The first reports about LightSpy emerged in 2020. However, subsequent findings from Lookout and a Dutch mobile security firm hinted at potential ties between this spyware and an Android surveillance tool known as DragonEgg.
This April, BlackBerry announced a so-called “revived” cyber espionage initiative aimed at South Asian users to distribute an iOS version of LightSpy.
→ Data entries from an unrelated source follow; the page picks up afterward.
//! Error types for simpleblob

use thiserror::Error;

/// Result type alias for simpleblob operations
pub type Result<T> = std::result::Result<T, Error>;

/// Errors that can occur in blob storage operations
#[derive(Error, Debug)]
pub enum Error {
    /// Load of a blob name that does not exist
    #[error("Blob not found: {0}")]
    NotFound(String),

    /// The operation context was canceled before the operation completed
    #[error("Operation canceled")]
    Canceled,

    /// The operation context deadline passed before the operation completed
    #[error("Deadline exceeded")]
    DeadlineExceeded,

    #[error("IO error: {0}")]
    Io(#[from] std::io::Error),

    #[error("Invalid blob name: {0:?}")]
    InvalidName(String),

    #[error("JSON error: {0}")]
    Json(#[from] serde_json::Error),

    #[error("Config error: {0}")]
    Config(String),
}

impl Error {
    /// True if this error means the requested blob does not exist
    pub fn is_not_found(&self) -> bool {
        match self {
            Error::NotFound(_) => true,
            Error::Io(e) => e.kind() == std::io::ErrorKind::NotFound,
            _ => false,
        }
    }

    /// True if the operation was aborted by its context
    pub fn is_canceled(&self) -> bool {
        matches!(self, Error::Canceled | Error::DeadlineExceeded)
    }
}

#[cfg(test)]
mod tests {
    use super::*;

    #[test]
    fn test_not_found_classification() {
        assert!(Error::NotFound("x".into()).is_not_found());

        let io = std::io::Error::new(std::io::ErrorKind::NotFound, "gone");
        assert!(Error::from(io).is_not_found());

        let denied = std::io::Error::new(std::io::ErrorKind::PermissionDenied, "nope");
        assert!(!Error::from(denied).is_not_found());
        assert!(!Error::Canceled.is_not_found());
    }

    #[test]
    fn test_canceled_classification() {
        assert!(Error::Canceled.is_canceled());
        assert!(Error::DeadlineExceeded.is_canceled());
        assert!(!Error::NotFound("x".into()).is_canceled());
    }
}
Yet, the reality turned out to be an enhanced macOS variant employing a plug-in based framework for gathering diverse types of data.
“It’s also important to note that although this sample was recently uploaded to VirusTotal from India, this does not strongly indicate an ongoing campaign or specific targeting within that area,” stated Huntress researchers Stuart Ashenbrenner and Alden Schmidt.
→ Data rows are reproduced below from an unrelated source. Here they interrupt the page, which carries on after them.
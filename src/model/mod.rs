//! Core data model types for simpleblob

mod blob;
mod list;

pub use blob::BlobInfo;
pub use list::BlobList;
“While it contributes to the assessment, without additional substantial evidence or insights into the delivery mechanisms, it’s best to treat this information with a considerable level of skepticism.”
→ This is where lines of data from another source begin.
//! Filesystem backend
//!
//! Layout: one regular file per blob directly under the root directory,
//! named exactly like the blob. Writes go to a hidden temporary file that is
//! renamed into place, so a blob is either fully visible or not at all.
//! Hidden entries (leading `.`) are never listed. The temporary file is
//! unlinked whenever a store does not reach the rename, including when the
//! store is canceled mid-write.

use super::Interface;
use crate::{BlobInfo, BlobList, Context, Error, Result};
use async_trait::async_trait;
use std::io::ErrorKind;
use std::path::{Path, PathBuf};
use tokio::io::AsyncWriteExt;

/// Longest file name the backend will create (NAME_MAX on common filesystems)
const MAX_NAME_LEN: usize = 255;

/// Prefix of in-flight temporary files; hidden, and independent of the blob name
const TMP_PREFIX: &str = ".tmp.";

/// A backend storing blobs as files in a single directory
#[derive(Debug, Clone)]
pub struct FsBackend {
    root: PathBuf,
}

impl FsBackend {
    /// Open a backend rooted at `root`, creating the directory if needed
    pub fn new(root: impl AsRef<Path>) -> Result<Self> {
        let root = root.as_ref().to_path_buf();
        std::fs::create_dir_all(&root)?;
        tracing::debug!(root = %root.display(), "opened fs backend");
        Ok(FsBackend { root })
    }

    /// Get the root directory
    pub fn root(&self) -> &Path {
        &self.root
    }

    fn blob_path(&self, name: &str) -> PathBuf {
        self.root.join(name)
    }

    async fn read_listing(&self, prefix: &str) -> Result<BlobList> {
        let mut list = BlobList::new();
        let mut entries = tokio::fs::read_dir(&self.root).await?;

        while let Some(entry) = entries.next_entry().await? {
            let file_name = entry.file_name();
            let Some(name) = file_name.to_str() else {
                continue;
            };
            if !allowed_name(name) || !name.starts_with(prefix) {
                continue;
            }

            let meta = match entry.metadata().await {
                Ok(meta) => meta,
                // Deleted between read_dir and stat
                Err(e) if e.kind() == ErrorKind::NotFound => continue,
                Err(e) => return Err(e.into()),
            };
            if !meta.is_file() {
                continue;
            }

            list.push(BlobInfo::new(name, meta.len()));
        }

        list.sort();
        Ok(list)
    }

    async fn write_atomic(&self, name: &str, data: &[u8]) -> Result<()> {
        // The TempPath unlinks on drop, so an error or a dropped future
        // before `persist` never leaves the temporary behind
        let (file, tmp) = tempfile::Builder::new()
            .prefix(TMP_PREFIX)
            .tempfile_in(&self.root)?
            .into_parts();

        let mut file = tokio::fs::File::from_std(file);
        file.write_all(data).await?;
        file.flush().await?;
        drop(file);

        tmp.persist(self.blob_path(name)).map_err(|e| {
            tracing::warn!(name, error = %e.error, "failed to rename temporary file");
            Error::Io(e.error)
        })
    }

    async fn read_blob(&self, name: &str) -> Result<Vec<u8>> {
        match tokio::fs::read(self.blob_path(name)).await {
            Ok(data) => Ok(data),
            Err(e) if e.kind() == ErrorKind::NotFound => Err(Error::NotFound(name.to_string())),
            Err(e) => Err(Error::Io(e)),
        }
    }

    async fn remove_blob(&self, name: &str) -> Result<bool> {
        match tokio::fs::remove_file(self.blob_path(name)).await {
            Ok(()) => Ok(true),
            Err(e) if e.kind() == ErrorKind::NotFound => Ok(false),
            Err(e) => Err(Error::Io(e)),
        }
    }
}

/// Whether `name` can be stored as a file directly under the root
///
/// Hidden names are reserved for temporary files, separators would escape
/// the root directory, and NUL bytes or over-long names cannot be files.
pub fn allowed_name(name: &str) -> bool {
    !name.is_empty()
        && name.len() <= MAX_NAME_LEN
        && !name.starts_with('.')
        && !name.contains(['/', '\\', '\0'])
}

#[async_trait]
impl Interface for FsBackend {
    async fn list(&self, ctx: &Context, prefix: &str) -> Result<BlobList> {
        let list = ctx.run(self.read_listing(prefix)).await?;
        tracing::debug!(prefix, count = list.len(), "listed fs blobs");
        Ok(list)
    }

    async fn store(&self, ctx: &Context, name: &str, data: &[u8]) -> Result<()> {
        if !allowed_name(name) {
            return Err(Error::InvalidName(name.to_string()));
        }

        ctx.run(self.write_atomic(name, data)).await?;
        tracing::debug!(name, size = data.len(), "stored fs blob");
        Ok(())
    }

    async fn load(&self, ctx: &Context, name: &str) -> Result<Vec<u8>> {
        if !allowed_name(name) {
            ctx.check()?;
            return Err(Error::NotFound(name.to_string()));
        }

        ctx.run(self.read_blob(name)).await
    }

    async fn delete(&self, ctx: &Context, name: &str) -> Result<()> {
        if !allowed_name(name) {
            return ctx.check();
        }

        if ctx.run(self.remove_blob(name)).await? {
            tracing::debug!(name, "deleted fs blob");
        }
        Ok(())
    }
}

#[cfg(test)]
mod tests {
    use super::*;
    use std::time::Duration;
    use tempfile::tempdir;

    #[test]
    fn test_allowed_name() {
        assert!(allowed_name("foo-1"));
        assert!(allowed_name("a.b.c"));
        assert!(!allowed_name(""));
        assert!(!allowed_name(".hidden"));
        assert!(!allowed_name("dir/file"));
        assert!(!allowed_name("..\\up"));
        assert!(!allowed_name("../up"));
        assert!(!allowed_name("a\0b"));
        assert!(allowed_name(&"x".repeat(MAX_NAME_LEN)));
        assert!(!allowed_name(&"x".repeat(MAX_NAME_LEN + 1)));
    }

    #[test]
    fn test_new_creates_root() {
        let dir = tempdir().unwrap();
        let root = dir.path().join("nested").join("blobs");

        let backend = FsBackend::new(&root).unwrap();
        assert!(root.is_dir());
        assert_eq!(backend.root(), root.as_path());
    }

    #[tokio::test]
    async fn test_blob_is_plain_file() {
        let dir = tempdir().unwrap();
        let backend = FsBackend::new(dir.path()).unwrap();
        let ctx = Context::background();

        backend.store(&ctx, "greeting", b"hello").await.unwrap();
        let on_disk = std::fs::read(dir.path().join("greeting")).unwrap();
        assert_eq!(on_disk, b"hello");
    }

    #[tokio::test]
    async fn test_store_leaves_no_temporaries() {
        let dir = tempdir().unwrap();
        let backend = FsBackend::new(dir.path()).unwrap();
        let ctx = Context::background();

        backend.store(&ctx, "a", b"1").await.unwrap();
        backend.store(&ctx, "a", b"2").await.unwrap();

        let entries: Vec<_> = std::fs::read_dir(dir.path())
            .unwrap()
            .map(|e| e.unwrap().file_name().into_string().unwrap())
            .collect();
        assert_eq!(entries, vec!["a"]);
    }

    #[tokio::test]
    async fn test_list_skips_hidden_and_directories() {
        let dir = tempdir().unwrap();
        let backend = FsBackend::new(dir.path()).unwrap();
        let ctx = Context::background();

        std::fs::write(dir.path().join(".a.123.0.tmp"), b"partial").unwrap();
        std::fs::write(dir.path().join(".hidden"), b"secret").unwrap();
        std::fs::create_dir(dir.path().join("subdir")).unwrap();
        backend.store(&ctx, "visible", b"ok").await.unwrap();

        let list = backend.list(&ctx, "").await.unwrap();
        assert_eq!(list.names(), vec!["visible"]);
        assert_eq!(list[0].size, 2);
    }

    #[tokio::test]
    async fn test_list_sorts_directory_order() {
        let dir = tempdir().unwrap();
        let backend = FsBackend::new(dir.path()).unwrap();
        let ctx = Context::background();

        for name in ["zeta", "alpha", "mid", "alpha-2"] {
            std::fs::write(dir.path().join(name), name).unwrap();
        }

        let list = backend.list(&ctx, "").await.unwrap();
        assert_eq!(list.names(), vec!["alpha", "alpha-2", "mid", "zeta"]);
        assert_eq!(
            backend.list(&ctx, "alpha").await.unwrap().names(),
            vec!["alpha", "alpha-2"]
        );
    }

    #[tokio::test]
    async fn test_invalid_names() {
        let dir = tempdir().unwrap();
        let backend = FsBackend::new(dir.path()).unwrap();
        let ctx = Context::background();

        let err = backend.store(&ctx, "../escape", b"x").await.unwrap_err();
        assert!(matches!(err, Error::InvalidName(_)));
        assert!(!dir.path().parent().unwrap().join("escape").exists());

        let err = backend.load(&ctx, ".hidden").await.unwrap_err();
        assert!(err.is_not_found());

        backend.delete(&ctx, "a/b").await.unwrap();
    }

    #[tokio::test]
    async fn test_unrepresentable_names_are_absent() {
        let dir = tempdir().unwrap();
        let backend = FsBackend::new(dir.path()).unwrap();
        let ctx = Context::background();

        for name in ["x".repeat(300), "a\0b".to_string()] {
            let err = backend.load(&ctx, &name).await.unwrap_err();
            assert!(err.is_not_found(), "load {:?}: {:?}", name, err);

            backend.delete(&ctx, &name).await.unwrap();

            let err = backend.store(&ctx, &name, b"x").await.unwrap_err();
            assert!(matches!(err, Error::InvalidName(_)));
        }
    }

    #[tokio::test]
    async fn test_store_long_name() {
        let dir = tempdir().unwrap();
        let backend = FsBackend::new(dir.path()).unwrap();
        let ctx = Context::background();

        for len in [250, MAX_NAME_LEN] {
            let name = "y".repeat(len);
            backend.store(&ctx, &name, b"v").await.unwrap();
            assert_eq!(backend.load(&ctx, &name).await.unwrap(), b"v");
        }
        assert_eq!(backend.list(&ctx, "y").await.unwrap().len(), 2);
    }

    #[tokio::test]
    async fn test_interrupted_store_leaves_no_temporaries() {
        let dir = tempdir().unwrap();
        let backend = FsBackend::new(dir.path()).unwrap();
        let data = vec![7u8; 64 * 1024 * 1024];

        let ctx = Context::background().with_timeout(Duration::from_millis(1));
        let result = backend.store(&ctx, "big", &data).await;

        let entries: Vec<_> = std::fs::read_dir(dir.path())
            .unwrap()
            .map(|e| e.unwrap().file_name().into_string().unwrap())
            .collect();
        match result {
            // The write may still win the race on a fast disk
            Ok(()) => assert_eq!(entries, vec!["big"]),
            Err(e) => {
                assert!(matches!(e, Error::DeadlineExceeded), "{:?}", e);
                assert!(entries.is_empty(), "left behind: {:?}", entries);
            }
        }
    }

    #[tokio::test]
    async fn test_reopen_sees_existing_blobs() {
        let dir = tempdir().unwrap();
        let ctx = Context::background();

        {
            let backend = FsBackend::new(dir.path()).unwrap();
            backend.store(&ctx, "persistent", b"still here").await.unwrap();
        }

        let backend = FsBackend::new(dir.path()).unwrap();
        assert_eq!(
            backend.load(&ctx, "persistent").await.unwrap(),
            b"still here"
        );
    }

    #[tokio::test]
    async fn test_missing_root_is_io_error() {
        let dir = tempdir().unwrap();
        let backend = FsBackend::new(dir.path().join("gone")).unwrap();
        std::fs::remove_dir(backend.root()).unwrap();

        let err = backend
            .list(&Context::background(), "")
            .await
            .unwrap_err();
        assert!(matches!(err, Error::Io(_)));
    }
}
ThreatFabric’s analysis has pinpointed that the macOS version of this spyware has been operational in the wild since at least January 2024, affecting just around 20 devices, most of which are reported to be test units.
The attack sequence kicks off by exploiting CVE-2018-4233, a vulnerability in Safari WebKit, through malicious HTML pages to trigger code execution, eventually leading to the distribution of a 64-bit MachO binary camouflaged as a PNG image.
The binary file is crafted to extract and execute a shell script that then downloads three additional payloads: an exploit for privilege escalation, an encryption/decryption tool, and a ZIP file.
The script proceeds by unpacking the ZIP archive contents – ‘update’ and ‘update.plist’, and granting root privileges to both. The ‘plist’ file is employed to establish persistence for the ‘update’ file, ensuring its execution after each system reboot.
The ‘update’ file (aka macircloader) functions as a loader for the core module of LightSpy, enabling communication with a command-and-control (C2) server to receive commands and fetch plugins.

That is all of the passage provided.